Saved data entries
━━━━━━━━━━━━━━━━━━━━
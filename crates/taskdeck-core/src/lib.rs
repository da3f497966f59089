//! # Taskdeck Core Library
//!
//! This library provides the core business logic for Taskdeck, a small
//! personal task manager. It implements a CLI-first philosophy where all
//! operations are available via a standalone CLI binary; any GUI layer is
//! expected to be a thin shell over the same core library.
//!
//! ## Architecture
//!
//! - **Scoring**: deadline- and age-aware priority scores per task, computed
//!   against an explicit reference instant
//! - **Workload**: aggregate pressure analysis over the full task list
//! - **Calendar**: fixed 42-cell month grids and per-date task lookup
//! - **ICS**: iCalendar (RFC 5545 subset) export of deadline-bearing tasks
//! - **Storage**: JSON documents for the project registry and task list,
//!   TOML-based application configuration
//!
//! ## Key Components
//!
//! - [`Task`]: the task record every operation reads
//! - [`ProjectRegistry`]: named/colored project lookup with the guaranteed
//!   `"other"` fallback entry
//! - [`priority_score`] / [`analyze_workload`]: the scoring engines
//! - [`build_ics`]: calendar-file generation

pub mod calendar;
pub mod date;
pub mod error;
pub mod ics;
pub mod scoring;
pub mod storage;
pub mod task;
pub mod workload;

pub use calendar::{calendar_days, tasks_for_date, CalendarDay, DAY_NAMES, MONTH_NAMES};
pub use error::{CoreError, ExportError, StorageError};
pub use ics::{build_ics, export_filename};
pub use scoring::{priority_breakdown, priority_score, PriorityBreakdown};
pub use storage::{Config, Project, ProjectRegistry, TaskStore};
pub use task::Task;
pub use workload::{analyze_workload, WorkloadLevel, WorkloadReport};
━━━━━━━━━━━━━━━━━━━━
TASK DETAILS
Repeat, without changes, every line from the one that contains "pub mod error;" through the final line of the data.

SOLVED EXERCISE
pub mod error;
pub mod ics;
pub mod scoring;
pub mod storage;
pub mod task;
pub mod workload;

pub use calendar::{calendar_days, tasks_for_date, CalendarDay, DAY_NAMES, MONTH_NAMES};
pub use error::{CoreError, ExportError, StorageError};
pub use ics::{build_ics, export_filename};
pub use scoring::{priority_breakdown, priority_score, PriorityBreakdown};
pub use storage::{Config, Project, ProjectRegistry, TaskStore};
pub use task::Task;
pub use workload::{analyze_workload, WorkloadLevel, WorkloadReport};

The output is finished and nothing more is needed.